Bajo este punto de vista ha podido decir Miguel Cané, con sobrada razón en el final de la carta a que me he referido: «hace 30 años la aldea que se llamaba Buenos Aires, con su pavimento de piedra bravía, sus escuelas de techo de teja, sus aceras con postes y sus carretillas fluviales, era un centro incomparable de cultura, moral e intelectual, al lado de la suntuosa capital del mismo nombre, con su pavimento central superior al de toda otra ciudad del mundo, sus palacios escolares, sus amplias avenidas y su puerto maravilloso.» ¡Y es verdad! Buenos Aires es una gran factoría, en donde se vende lana y cereales, se comercia en toda clase de artículos, se hacen médicos, abogados e ingenieros, y en la cual hasta se suele hablar de política. Fuera de esto, lujo, trajes. . circensis ! La República Argentina , es un estado constituido a la moderna, pero que no por eso deja de tener su Rochela. Esta Rochela es la prensa. En ningún país es más omnipotente. Ella forma la opinión, la orienta y la dirige. Es la cátedra por excelencia, la única voz que tiene resonancia social. Por eso mismo en parte alguna de la tierra es mayor su responsabilidad ni más civilizadora su misión.
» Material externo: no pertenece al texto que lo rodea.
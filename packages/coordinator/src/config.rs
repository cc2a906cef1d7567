use anyhow::{Context, Result};
use dotenvy::dotenv;
use std::collections::BTreeSet;
use std::env;
use std::time::Duration;

pub const DEFAULT_DATABASE_URL: &str = "sqlite://coordinator.db?mode=rwc";

/// Which optional worker groups are switched on.
///
/// Unset means everything is enabled.
#[derive(Debug, Clone, Default, PartialEq, Eq)]
pub struct Features {
    enabled: Option<BTreeSet<String>>,
}

impl Features {
    pub fn all() -> Self {
        Self { enabled: None }
    }

    pub fn only<I, S>(features: I) -> Self
    where
        I: IntoIterator<Item = S>,
        S: Into<String>,
    {
        Self {
            enabled: Some(features.into_iter().map(Into::into).collect()),
        }
    }

    /// Parse a comma separated list such as `imdb_title,anime`.
    pub fn parse(list: &str) -> Self {
        Self::only(
            list.split(',')
                .map(str::trim)
                .filter(|f| !f.is_empty()),
        )
    }

    pub fn is_enabled(&self, feature: &str) -> bool {
        match &self.enabled {
            Some(enabled) => enabled.contains(feature),
            None => true,
        }
    }
}

/// Runtime configuration loaded from environment variables
#[derive(Debug, Clone)]
pub struct Config {
    pub database_url: String,
    pub features: Features,
    /// Sleep between readiness checks while a worker waits on a dependency
    pub wait_backoff: Duration,
    pub eviction_interval: Duration,
}

impl Config {
    /// Load configuration from environment variables
    pub fn from_env() -> Result<Self> {
        // Load .env file if present (development)
        let _ = dotenv();

        Self::from_lookup(|key| env::var(key).ok())
    }

    pub(crate) fn from_lookup(lookup: impl Fn(&str) -> Option<String>) -> Result<Self> {
        Ok(Self {
            database_url: lookup("DATABASE_URL")
                .unwrap_or_else(|| DEFAULT_DATABASE_URL.to_string()),
            features: lookup("FEATURES")
                .map(|list| Features::parse(&list))
                .unwrap_or_default(),
            wait_backoff: Duration::from_secs(
                lookup("WORKER_WAIT_BACKOFF_SECS")
                    .unwrap_or_else(|| "300".to_string())
                    .parse()
                    .context("WORKER_WAIT_BACKOFF_SECS must be a number of seconds")?,
            ),
            eviction_interval: Duration::from_secs(
                lookup("JOB_EVICTION_INTERVAL_SECS")
                    .unwrap_or_else(|| "3600".to_string())
                    .parse()
                    .context("JOB_EVICTION_INTERVAL_SECS must be a number of seconds")?,
            ),
        })
    }
}

#[cfg(test)]
mod tests {
    use super::*;
    use std::collections::HashMap;

    fn lookup(vars: &[(&str, &str)]) -> impl Fn(&str) -> Option<String> {
        let vars: HashMap<String, String> = vars
            .iter()
            .map(|(k, v)| (k.to_string(), v.to_string()))
            .collect();
        move |key| vars.get(key).cloned()
    }

    #[test]
    fn test_defaults() {
        let config = Config::from_lookup(lookup(&[])).unwrap();
        assert_eq!(config.database_url, DEFAULT_DATABASE_URL);
        assert_eq!(config.features, Features::all());
        assert_eq!(config.wait_backoff, Duration::from_secs(300));
        assert_eq!(config.eviction_interval, Duration::from_secs(3600));
    }

    #[test]
    fn test_features_list() {
        let config = Config::from_lookup(lookup(&[("FEATURES", " anime, imdb_title ,")])).unwrap();
        assert!(config.features.is_enabled("anime"));
        assert!(config.features.is_enabled("imdb_title"));
        assert!(!config.features.is_enabled("dmm_hashlist"));

        // An empty list switches every feature off.
        assert!(!Features::parse("").is_enabled("anime"));
    }

    #[test]
    fn test_invalid_number_is_an_error() {
        let err = Config::from_lookup(lookup(&[("WORKER_WAIT_BACKOFF_SECS", "soon")])).unwrap_err();
        assert!(err.to_string().contains("WORKER_WAIT_BACKOFF_SECS"));
    }
}
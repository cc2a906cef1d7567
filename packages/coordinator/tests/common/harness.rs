//! Postgres harness for integration tests.
//!
//! One container is started for the whole test binary and migrated once.
//! Tests isolate themselves by using unique lock names and tracker names.
//! These tests need Docker and are `#[ignore]`d by default:
//!
//! ```text
//! cargo test -p coordinator -- --ignored
//! ```

use anyhow::{Context, Result};
use coordinator::Database;
use sqlx::postgres::{PgPool, PgPoolOptions};
use test_context::AsyncTestContext;
use testcontainers::runners::AsyncRunner;
use testcontainers::{ContainerAsync, ImageExt};
use testcontainers_modules::postgres::Postgres;
use tokio::sync::OnceCell;
use uuid::Uuid;

struct SharedPostgres {
    db_url: String,
    // Keep the container alive for the entire test run
    _postgres: ContainerAsync<Postgres>,
}

static SHARED_POSTGRES: OnceCell<SharedPostgres> = OnceCell::const_new();

impl SharedPostgres {
    async fn init() -> Result<Self> {
        // Run tests with: RUST_LOG=coordinator=debug cargo test -- --ignored --nocapture
        let _ = tracing_subscriber::fmt()
            .with_env_filter(tracing_subscriber::EnvFilter::from_default_env())
            .with_test_writer()
            .try_init();

        let postgres = Postgres::default()
            .with_tag("16")
            .start()
            .await
            .context("Failed to start Postgres container")?;

        let host = postgres.get_host().await?;
        let port = postgres.get_host_port_ipv4(5432).await?;
        let db_url = format!("postgresql://postgres:postgres@{}:{}/postgres", host, port);

        let db = Database::connect(&db_url)
            .await
            .context("Failed to connect to Postgres for migrations")?;
        db.migrate().await.context("Failed to run migrations")?;

        Ok(Self {
            db_url,
            _postgres: postgres,
        })
    }

    async fn get() -> &'static Self {
        SHARED_POSTGRES
            .get_or_init(|| async {
                Self::init()
                    .await
                    .expect("Failed to initialize shared Postgres container")
            })
            .await
    }
}

/// Per-test handle on the shared database.
pub struct PgHarness {
    pub pool: PgPool,
    pub db: Database,
}

impl AsyncTestContext for PgHarness {
    async fn setup() -> Self {
        Self::new().await.expect("Failed to create test harness")
    }

    async fn teardown(self) {
        self.pool.close().await;
    }
}

impl PgHarness {
    pub async fn new() -> Result<Self> {
        let shared = SharedPostgres::get().await;
        let pool = PgPoolOptions::new()
            .max_connections(8)
            .connect(&shared.db_url)
            .await
            .context("Failed to connect to shared Postgres")?;

        Ok(Self {
            db: Database::from_postgres(pool.clone()),
            pool,
        })
    }

    /// A name no other test uses.
    pub fn unique(prefix: &str) -> String {
        format!("{prefix}-{}", Uuid::new_v4().simple())
    }
}
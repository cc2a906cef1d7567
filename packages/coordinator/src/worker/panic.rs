//! Panic payloads and backtraces for contained executor panics.
//!
//! By the time `catch_unwind` returns, the panicking frames are gone. A
//! chained panic hook captures the backtrace on the panicking thread; the
//! worker collects it right after catching, on the same poll. Only panics
//! raised while an executor is being polled are captured.

use std::any::Any;
use std::backtrace::Backtrace;
use std::cell::{Cell, RefCell};
use std::future::Future;
use std::sync::Once;

use futures::future::poll_fn;

thread_local! {
    static LAST_BACKTRACE: RefCell<Option<String>> = const { RefCell::new(None) };
    static CAPTURING: Cell<bool> = const { Cell::new(false) };
}

static INSTALL: Once = Once::new();

/// Install the capturing hook once per process, keeping the previous hook.
pub(crate) fn install_backtrace_hook() {
    INSTALL.call_once(|| {
        let previous = std::panic::take_hook();
        std::panic::set_hook(Box::new(move |info| {
            if CAPTURING.get() {
                let backtrace = Backtrace::force_capture().to_string();
                LAST_BACKTRACE.with(|slot| *slot.borrow_mut() = Some(backtrace));
            }
            previous(info);
        }));
    });
}

/// Resets the capture flag on drop, including while unwinding.
struct CaptureGuard {
    previous: bool,
}

impl CaptureGuard {
    fn enter() -> Self {
        Self {
            previous: CAPTURING.replace(true),
        }
    }
}

impl Drop for CaptureGuard {
    fn drop(&mut self) {
        CAPTURING.set(self.previous);
    }
}

/// Poll `fut` with backtrace capture switched on for this thread.
pub(crate) async fn capture_backtraces<F: Future>(fut: F) -> F::Output {
    let mut fut = std::pin::pin!(fut);
    poll_fn(|cx| {
        let _guard = CaptureGuard::enter();
        fut.as_mut().poll(cx)
    })
    .await
}

/// Backtrace of the most recent captured panic on this thread.
pub(crate) fn take_backtrace() -> Option<String> {
    LAST_BACKTRACE.with(|slot| slot.borrow_mut().take())
}

pub(crate) fn panic_message(payload: &(dyn Any + Send)) -> String {
    if let Some(s) = payload.downcast_ref::<&str>() {
        (*s).to_string()
    } else if let Some(s) = payload.downcast_ref::<String>() {
        s.clone()
    } else {
        "unknown panic".to_string()
    }
}
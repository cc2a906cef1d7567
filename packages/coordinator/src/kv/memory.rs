//! In-memory key-value storage for testing and ephemeral runs.

use std::collections::HashMap;
use std::sync::atomic::{AtomicU64, Ordering};
use std::sync::RwLock;

use async_trait::async_trait;
use chrono::Utc;

use super::{KvEntry, KvStore};
use crate::error::Result;

#[derive(Debug, Clone)]
struct Slot {
    entry: KvEntry,
    /// Insertion order, breaks `created_at` ties.
    seq: u64,
}

/// In-memory key-value store.
///
/// Data is lost on restart.
#[derive(Debug, Default)]
pub struct MemoryKvStore {
    slots: RwLock<HashMap<(String, String), Slot>>,
    next_seq: AtomicU64,
}

impl MemoryKvStore {
    /// Create a new empty store.
    pub fn new() -> Self {
        Self::default()
    }

    /// Number of records across all scopes.
    pub fn len(&self) -> usize {
        self.slots.read().unwrap_or_else(|e| e.into_inner()).len()
    }

    pub fn is_empty(&self) -> bool {
        self.len() == 0
    }

    fn scoped(&self, scope: &str) -> Vec<Slot> {
        let mut slots: Vec<Slot> = self
            .slots
            .read()
            .unwrap_or_else(|e| e.into_inner())
            .iter()
            .filter(|((s, _), _)| s == scope)
            .map(|(_, slot)| slot.clone())
            .collect();
        slots.sort_by(|a, b| {
            a.entry
                .created_at
                .cmp(&b.entry.created_at)
                .then(a.seq.cmp(&b.seq))
        });
        slots
    }
}

#[async_trait]
impl KvStore for MemoryKvStore {
    async fn get(&self, scope: &str, key: &str) -> Result<Option<KvEntry>> {
        Ok(self
            .slots
            .read()
            .unwrap_or_else(|e| e.into_inner())
            .get(&(scope.to_string(), key.to_string()))
            .map(|slot| slot.entry.clone()))
    }

    async fn set(&self, scope: &str, key: &str, value: &str) -> Result<()> {
        let now = Utc::now();
        let seq = self.next_seq.fetch_add(1, Ordering::Relaxed);

        let mut slots = self.slots.write().unwrap_or_else(|e| e.into_inner());
        slots
            .entry((scope.to_string(), key.to_string()))
            .and_modify(|slot| {
                slot.entry.value = value.to_string();
                slot.entry.updated_at = now;
            })
            .or_insert_with(|| Slot {
                entry: KvEntry {
                    key: key.to_string(),
                    value: value.to_string(),
                    created_at: now,
                    updated_at: now,
                },
                seq,
            });
        Ok(())
    }

    async fn delete(&self, scope: &str, key: &str) -> Result<bool> {
        Ok(self
            .slots
            .write()
            .unwrap_or_else(|e| e.into_inner())
            .remove(&(scope.to_string(), key.to_string()))
            .is_some())
    }

    async fn list(&self, scope: &str) -> Result<Vec<KvEntry>> {
        Ok(self.scoped(scope).into_iter().map(|slot| slot.entry).collect())
    }

    async fn last(&self, scope: &str) -> Result<Option<KvEntry>> {
        Ok(self.scoped(scope).pop().map(|slot| slot.entry))
    }
}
A ella corresponde, en consecuencia, gran lote de culpa en los estravíos intelectuales que Ud. ha estudiado con tan acertado criterio, y de ella dependerá que la reacción se produzca inmediatamente o se dilate. 
Ud., amigo mío, ha colocado la piedra angular. Su libro representa el mayor esfuerzo intelectual dedicado a escudriñar el origen de esas producciones híbridas y guarangas del criollismo enfermizo y pretencioso. Hago votos, porque sus sanas ideas fructifiquen y prosperen, y que a la manera del labrador afortunado, cuando llegue el momento de la cosecha encuentre el campo, donde Ud. las ha sembrado, libre de roedores y maleza. 
Su afmo. amigo


Carlos A. Estrada

Publicado en El Tiempo, Buenos Aires, 21 de octubre de 1902.